There had been little more to see at Blaise's new building, and even less to learn from his lies. Draco had left empty-handed but resolved not to remain that way. Harry had no qualms jumping headfirst into his suspicions, but Draco was a much more cautious wizard. He'd been keeping an eye on Blaise's whereabouts since that visit, which was just as well, considering the snail's pace that every other aspect of the investigation had been on.
Every morning he hovered a hundred feet above the Zabini manor, listening through the chimney as Blaise moved around inside. Every morning he would wait until Blaise stepped into the Floo, announcing his intended destination before a puff of green swallowed him whole. Every morning Draco would Apparate a few stores down from the Diagon Alley building that housed Blaise's company, and every day he sat himself in a cafe just across the building, keeping an eye out for Blaise.
In general, Blaise Zabini was punctual and predictable. He never lunched outside unless it was for business. In the early afternoons he visited the construction site for an hour or two, returning before five and staying on past that. He dined alone in his manor and filled his evenings with more meetings or socials, usually at The Black Orchid, an exclusive club that Theodore Nott owned. Whatever business Blaise conducted there so far remained unknown to Draco.
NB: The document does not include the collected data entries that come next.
//! Python execution through a long-lived interpreter process.
//!
//! The interpreter runs a small driver that speaks line-delimited JSON on its
//! standard streams: one `{"ready": ..}` line at startup, then one reply per
//! request, matched by id. Snippet source travels as data and is handed to
//! `exec` as the `user_code` global, never spliced into interpreter source.
//!
//! The driver moves the protocol onto private descriptors at startup, so a
//! snippet writing to the real stdout cannot inject lines into the channel.

use std::future::Future;
use std::pin::Pin;
use std::process::Stdio;
use std::sync::{Arc, OnceLock};
use std::time::Duration;

use facet::Facet;
use playdoc_config::RuntimeSettings;
use tokio::io::{AsyncBufReadExt, AsyncWriteExt, BufReader, Lines};
use tokio::process::{Child, ChildStdin, ChildStdout, Command};
use tokio::sync::Mutex;

use crate::engine::{ExecutionResult, NO_OUTPUT_MESSAGE};
use crate::loader::{RuntimeAsset, RuntimeLoader};
use crate::{Error, Result};

const DRIVER: &str = include_str!("driver.py");

#[derive(Debug, Facet)]
struct Ready {
    ready: bool,
    version: String,
}

#[derive(Debug, Facet)]
struct Request {
    id: u64,
    source: String,
}

#[derive(Debug, Facet)]
struct Reply {
    id: u64,
    error: bool,
    message: String,
}

/// How to start the Python interpreter.
#[derive(Debug, Clone)]
pub struct PythonAsset {
    command: String,
    load_timeout: Duration,
}

impl PythonAsset {
    pub fn new(command: impl Into<String>, load_timeout: Duration) -> Self {
        Self {
            command: command.into(),
            load_timeout,
        }
    }

    pub fn from_settings(settings: &RuntimeSettings) -> Self {
        Self::new(
            settings.python.clone(),
            Duration::from_secs(settings.load_timeout_secs),
        )
    }

    pub fn command(&self) -> &str {
        &self.command
    }

    async fn start(&self) -> Result<PythonRuntime> {
        let mut child = Command::new(&self.command)
            .arg("-u")
            .arg("-c")
            .arg(DRIVER)
            .arg(NO_OUTPUT_MESSAGE)
            .stdin(Stdio::piped())
            .stdout(Stdio::piped())
            .stderr(Stdio::inherit())
            .kill_on_drop(true)
            .spawn()
            .map_err(|source| Error::Spawn {
                command: self.command.clone(),
                source,
            })?;

        let stdin = child
            .stdin
            .take()
            .ok_or_else(|| Error::Protocol("interpreter stdin unavailable".to_string()))?;
        let stdout = child
            .stdout
            .take()
            .ok_or_else(|| Error::Protocol("interpreter stdout unavailable".to_string()))?;
        let mut stdout = BufReader::new(stdout).lines();

        let line = tokio::time::timeout(self.load_timeout, stdout.next_line())
            .await
            .map_err(|_| Error::LoadTimeout {
                secs: self.load_timeout.as_secs(),
            })??
            .ok_or_else(|| {
                Error::Protocol("interpreter exited before reporting ready".to_string())
            })?;

        let ready: Ready = facet_json::from_str(&line)
            .map_err(|e| Error::Protocol(format!("unexpected ready line {line:?}: {e}")))?;
        if !ready.ready {
            return Err(Error::Protocol("interpreter reported not ready".to_string()));
        }

        tracing::debug!(command = %self.command, version = %ready.version, "Python driver started");

        Ok(PythonRuntime {
            version: ready.version,
            io: Mutex::new(DriverIo {
                _child: child,
                stdin,
                stdout,
                next_id: 0,
            }),
        })
    }
}

impl RuntimeAsset for PythonAsset {
    type Runtime = PythonRuntime;

    fn name(&self) -> &'static str {
        "python"
    }

    fn load(&self) -> Pin<Box<dyn Future<Output = Result<PythonRuntime>> + Send + '_>> {
        Box::pin(self.start())
    }
}

struct DriverIo {
    _child: Child,
    stdin: ChildStdin,
    stdout: Lines<BufReader<ChildStdout>>,
    next_id: u64,
}

/// A ready Python interpreter. Runs are serialized.
pub struct PythonRuntime {
    version: String,
    io: Mutex<DriverIo>,
}

impl PythonRuntime {
    /// Interpreter version, e.g. `3.12.1`
    pub fn version(&self) -> &str {
        &self.version
    }

    /// Execute `source` in a fresh namespace.
    ///
    /// Replies left over from a run whose caller stopped waiting are skipped.
    pub async fn run(&self, source: &str) -> Result<ExecutionResult> {
        let mut io = self.io.lock().await;
        io.next_id += 1;
        let id = io.next_id;

        let mut request = facet_json::to_string(&Request {
            id,
            source: source.to_string(),
        })
        .map_err(|e| Error::Protocol(format!("failed to encode request: {e}")))?;
        request.push('\n');

        io.stdin.write_all(request.as_bytes()).await?;
        io.stdin.flush().await?;

        let reply = loop {
            let line = io
                .stdout
                .next_line()
                .await?
                .ok_or_else(|| Error::Protocol("interpreter exited during run".to_string()))?;

            let parsed: std::result::Result<Reply, _> = facet_json::from_str(&line);
            match parsed {
                Ok(reply) if reply.id == id => break reply,
                Ok(reply) => {
                    tracing::debug!(expected = id, got = reply.id, "skipping stale python reply");
                }
                Err(_) => tracing::warn!(line = %line, "skipping non-protocol line from python"),
            }
        };
        drop(io);

        let message = match reply.message.strip_suffix('\n') {
            Some(trimmed) => trimmed.to_string(),
            None => reply.message,
        };

        Ok(ExecutionResult {
            output: message,
            is_error: reply.error,
        })
    }
}

static PYTHON_LOADER: OnceLock<Arc<RuntimeLoader<PythonAsset>>> = OnceLock::new();

/// The process-wide Python loader. The first caller's settings win.
pub fn python_loader(settings: &RuntimeSettings) -> Arc<RuntimeLoader<PythonAsset>> {
    PYTHON_LOADER
        .get_or_init(|| Arc::new(RuntimeLoader::new(PythonAsset::from_settings(settings))))
        .clone()
}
It was beginning to be an exercise of extreme patience in the face of dullness, but Blaise broke routine just a few days later.
It was five past two, the hour of construction supervision, and Blaise had just left the building to go to the nearest Floo station. Draco was only half-watching, more engrossed in filling out The Prophet's crossword truth be told, that he nearly missed it when, instead of turning left toward the Floo station, Blaise turned right.
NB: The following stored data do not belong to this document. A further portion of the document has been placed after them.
//! Interactive code playgrounds for markdown documentation.
//!
//! Pages are rendered with [`playmark`], which turns fenced samples into
//! placeholders. [`Page::hydrate`] then mounts a live editor per placeholder,
//! and runnable ones execute through [`playdoc_runtime`].

pub mod config;
mod snippet;

pub use config::{ResolvedConfig, global_config, load_config, set_global_config};
pub use snippet::{HydrationContext, Page, Snippet};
Draco glanced up as soon as he realized, then ducked his head quickly to avoid being seen. After a few seconds, he grabbed his paper and left a few sickles on the table.
Then he followed Blaise Zabini into Knockturn Alley.
Blaise slipped first into Borgin & Burke's, and Draco would have stayed outside to wait for him had he not been privy to the way Caractacus Burke treated his clients' privacy. Draco cast a cloaking charm on himself before heading to the back of the store.
Sure enough, there he caught Blaise emerging on the other side, with a furtive glance around him before he walked on. He must have spotted Draco earlier, or at least feared a tail for a different reason. Draco kept a little distance as he followed Blaise, who ducked behind an apothecary, entered the Hairless Pig, came out its side door, and wove through the back alleys and side streets of Knockturn Alley with such speed and ease that Draco doubted this was a route Blaise rarely took.
Blaise walked along a cramped row of what appeared to be abandoned buildings, a section of Knockturn Alley so undesirable that even its usual visitors left it alone. He disappeared inside one of them--Draco would have missed it if the door hadn't still been struggling to creak shut when he reached the two-story building.
The Golden Snitch, the sign outside said. Beside the door was a window, clouded with dust, but through it Draco could see a crouched figure handing something from across a table to what could only be Blaise Zabini. They exchanged a few words, and then Blaise disappeared from sight.
"Well, fuck." Pausing to cast more glamors on himself--a charm turned his hair black; another gave him mud brown eyes; a third, which bruised his ego a bit, put a few pockmarks on the unblemished skin of his face--Draco decided to go ahead and play it by ear. He opened the door and strode in.
"We're full," greeted a wrinkled hag who manned the desk. Draco had walked into an inn, and it stank of cat-piss and looked twice as unappealing.
"It's fine," he said, walking past the desk and heading for the stairs behind her. "I'm here to meet someone."
"You haven't got a key."
"I don't need one. I'll knock," he said, skipping the steps two at a time. He came upon a row of doors, none of them looking any more likely to contain Blaise than the others did. Below, the hag was cursing and hissing for him to return, even as she struggled to scale the stairs herself. He approached the nearest door, its wooden frame scarred with scratches and cuts and splintering in places. He knocked. There was no sound from inside, and the door would not budge when he tried to push it open.
"Y'can't be in here!" the hag was saying, closer now behind him.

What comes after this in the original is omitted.